Description of the task - Search the data below for the word "display" and copy each line that holds it.

Extracted entries -
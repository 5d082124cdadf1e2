//! WAV recording of the captured stream
//!
//! The recorder runs on the UI tick, never on the audio thread. Writes go
//! through hound's buffered writer; the RIFF header is written when the file
//! is created and its length fields are patched on `close`.

use std::fs::File;
use std::io::{BufWriter, Seek, Write};
use std::path::{Path, PathBuf};

use super::buffer::Sample;
use crate::error::PersistError;

/// Layout of the recorded file: mono 16-bit PCM at the capture rate
#[derive(Debug, Clone, Copy, PartialEq, Eq)]
pub struct RecordingFormat {
    pub sample_rate: u32,
}

impl RecordingFormat {
    pub const BITS_PER_SAMPLE: u16 = 16;

    pub fn new(sample_rate: u32) -> Self {
        Self { sample_rate }
    }

    fn spec(&self) -> hound::WavSpec {
        hound::WavSpec {
            channels: 1,
            sample_rate: self.sample_rate,
            bits_per_sample: Self::BITS_PER_SAMPLE,
            sample_format: hound::SampleFormat::Int,
        }
    }
}

/// Where the encoded WAV bytes go. hound patches the header on close, so the
/// sink must be seekable.
pub trait RecordSink: Write + Seek + Send {}

impl<T: Write + Seek + Send> RecordSink for T {}

/// An open-or-closed WAV file plus a count of what went into it
pub struct WavRecorder {
    path: PathBuf,
    writer: Option<hound::WavWriter<Box<dyn RecordSink>>>,
    samples_written: u64,
}

impl WavRecorder {
    /// Create (or truncate) `path` and write the WAV header
    pub fn open(path: impl AsRef<Path>, format: RecordingFormat) -> Result<Self, PersistError> {
        let path = path.as_ref().to_path_buf();
        let file = BufWriter::new(File::create(&path)?);
        let recorder = Self::with_sink(file, path, format)?;
        log::info!(
            "Recording to {} ({} Hz, mono, {}-bit)",
            recorder.path.display(),
            format.sample_rate,
            RecordingFormat::BITS_PER_SAMPLE
        );
        Ok(recorder)
    }

    /// Record into any seekable sink; `path` only names it in logs and stats
    pub fn with_sink(
        sink: impl RecordSink + 'static,
        path: PathBuf,
        format: RecordingFormat,
    ) -> Result<Self, PersistError> {
        let sink: Box<dyn RecordSink> = Box::new(sink);
        let mut writer = hound::WavWriter::new(sink, format.spec())?;
        writer.flush()?;

        Ok(Self {
            path,
            writer: Some(writer),
            samples_written: 0,
        })
    }

    /// Append samples in arrival order
    pub fn write(&mut self, samples: &[Sample]) -> Result<(), PersistError> {
        let writer = self.writer.as_mut().ok_or(PersistError::Closed)?;
        for &sample in samples {
            writer.write_sample(sample)?;
            self.samples_written += 1;
        }
        Ok(())
    }

    /// Flush, patch the header and release the file
    ///
    /// Closing an already-closed recorder does nothing.
    pub fn close(&mut self) -> Result<(), PersistError> {
        let Some(writer) = self.writer.take() else {
            return Ok(());
        };
        writer.finalize()?;
        log::info!(
            "Recording closed: {} ({} samples)",
            self.path.display(),
            self.samples_written
        );
        Ok(())
    }

    pub fn path(&self) -> &Path {
        &self.path
    }

    pub fn samples_written(&self) -> u64 {
        self.samples_written
    }
}

impl Drop for WavRecorder {
    fn drop(&mut self) {
        if let Err(e) = self.close() {
            log::warn!("Failed to finalize {}: {}", self.path.display(), e);
        }
    }
}

#[cfg(test)]
pub(crate) mod tests {
    use super::*;
    use std::fs;
    use std::io::{self, Cursor, SeekFrom};
    use std::sync::atomic::{AtomicBool, Ordering};
    use std::sync::Arc;

    use symphonia::core::audio::{AudioBufferRef, Signal};
    use symphonia::core::codecs::DecoderOptions;
    use symphonia::core::formats::FormatOptions;
    use symphonia::core::io::MediaSourceStream;
    use symphonia::core::meta::MetadataOptions;
    use symphonia::core::probe::Hint;

    /// Decode a mono 16-bit WAV with symphonia, independently of hound
    pub(crate) fn decode_wav(path: &Path) -> (u32, Vec<Sample>) {
        let file = File::open(path).unwrap();
        let mss = MediaSourceStream::new(Box::new(file), Default::default());
        let mut hint = Hint::new();
        hint.with_extension("wav");

        let probed = symphonia::default::get_probe()
            .format(&hint, mss, &FormatOptions::default(), &MetadataOptions::default())
            .unwrap();
        let mut format = probed.format;
        let track = format.default_track().unwrap();
        let track_id = track.id;
        let sample_rate = track.codec_params.sample_rate.unwrap();
        let mut decoder = symphonia::default::get_codecs()
            .make(&track.codec_params, &DecoderOptions::default())
            .unwrap();

        let mut samples = Vec::new();
        while let Ok(packet) = format.next_packet() {
            if packet.track_id() != track_id {
                continue;
            }
            match decoder.decode(&packet).unwrap() {
                AudioBufferRef::S16(buf) => samples.extend_from_slice(buf.chan(0)),
                other => panic!("unexpected sample format: {:?}", other.spec()),
            }
        }
        (sample_rate, samples)
    }

    /// In-memory sink whose writes start failing once its switch is set
    pub(crate) struct FlakySink {
        inner: Cursor<Vec<u8>>,
        fail: Arc<AtomicBool>,
    }

    impl FlakySink {
        pub(crate) fn new() -> (Self, Arc<AtomicBool>) {
            let fail = Arc::new(AtomicBool::new(false));
            let sink = Self {
                inner: Cursor::new(Vec::new()),
                fail: Arc::clone(&fail),
            };
            (sink, fail)
        }
    }

    impl Write for FlakySink {
        fn write(&mut self, buf: &[u8]) -> io::Result<usize> {
            if self.fail.load(Ordering::Relaxed) {
                return Err(io::Error::other("disk full"));
            }
            self.inner.write(buf)
        }

        fn flush(&mut self) -> io::Result<()> {
            self.inner.flush()
        }
    }

    impl Seek for FlakySink {
        fn seek(&mut self, pos: SeekFrom) -> io::Result<u64> {
            self.inner.seek(pos)
        }
    }

    #[test]
    fn test_sink_failure_surfaces_from_write() {
        let (sink, fail) = FlakySink::new();
        let mut recorder =
            WavRecorder::with_sink(sink, PathBuf::from("flaky.wav"), RecordingFormat::new(8000))
                .unwrap();

        recorder.write(&[1, 2, 3]).unwrap();
        fail.store(true, Ordering::Relaxed);

        let err = recorder.write(&[4, 5]).unwrap_err();
        assert!(matches!(err, PersistError::Wav(_) | PersistError::Io(_)));
        assert_eq!(recorder.samples_written(), 3);
    }

    #[test]
    fn test_header_written_on_open() {
        let dir = tempfile::tempdir().unwrap();
        let path = dir.path().join("empty.wav");

        let _recorder = WavRecorder::open(&path, RecordingFormat::new(8000)).unwrap();
        assert!(fs::metadata(&path).unwrap().len() >= 44);
    }

    #[test]
    fn test_samples_written_in_order() {
        let dir = tempfile::tempdir().unwrap();
        let path = dir.path().join("ramp.wav");

        let mut recorder = WavRecorder::open(&path, RecordingFormat::new(8000)).unwrap();
        recorder.write(&[0, 1, 2, 3]).unwrap();
        recorder.write(&[-4, i16::MIN, i16::MAX]).unwrap();
        assert_eq!(recorder.samples_written(), 7);
        recorder.close().unwrap();

        let (rate, samples) = decode_wav(&path);
        assert_eq!(rate, 8000);
        assert_eq!(samples, vec![0, 1, 2, 3, -4, i16::MIN, i16::MAX]);

        let reader = hound::WavReader::open(&path).unwrap();
        assert_eq!(reader.duration(), 7);
        assert_eq!(reader.spec().channels, 1);
        assert_eq!(reader.spec().bits_per_sample, 16);
    }

    #[test]
    fn test_close_twice_matches_close_once() {
        let dir = tempfile::tempdir().unwrap();
        let once = dir.path().join("once.wav");
        let twice = dir.path().join("twice.wav");

        let mut a = WavRecorder::open(&once, RecordingFormat::new(48000)).unwrap();
        a.write(&[10, 20, 30]).unwrap();
        a.close().unwrap();

        let mut b = WavRecorder::open(&twice, RecordingFormat::new(48000)).unwrap();
        b.write(&[10, 20, 30]).unwrap();
        b.close().unwrap();
        b.close().unwrap();
        drop(b);

        assert!(matches!(a.write(&[1]), Err(PersistError::Closed)));
        assert_eq!(fs::read(&once).unwrap(), fs::read(&twice).unwrap());
    }

    #[test]
    fn test_write_after_close_is_rejected() {
        let dir = tempfile::tempdir().unwrap();
        let mut recorder =
            WavRecorder::open(dir.path().join("closed.wav"), RecordingFormat::new(8000)).unwrap();
        recorder.close().unwrap();

        assert!(matches!(recorder.write(&[1]), Err(PersistError::Closed)));
        assert_eq!(recorder.samples_written(), 0);
    }

    #[test]
    fn test_drop_finalizes_header() {
        let dir = tempfile::tempdir().unwrap();
        let path = dir.path().join("dropped.wav");
        {
            let mut recorder = WavRecorder::open(&path, RecordingFormat::new(8000)).unwrap();
            recorder.write(&[5; 100]).unwrap();
        }

        let reader = hound::WavReader::open(&path).unwrap();
        assert_eq!(reader.duration(), 100);
    }

    #[test]
    fn test_open_in_missing_directory_fails() {
        let dir = tempfile::tempdir().unwrap();
        let path = dir.path().join("no/such/dir/take.wav");

        let err = WavRecorder::open(&path, RecordingFormat::new(8000)).err().unwrap();
        assert!(matches!(err, PersistError::Wav(_) | PersistError::Io(_)));
    }
}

The completed task -
            recorder.path.display(),
            self.path.display(),
            log::warn!("Failed to finalize {}: {}", self.path.display(), e);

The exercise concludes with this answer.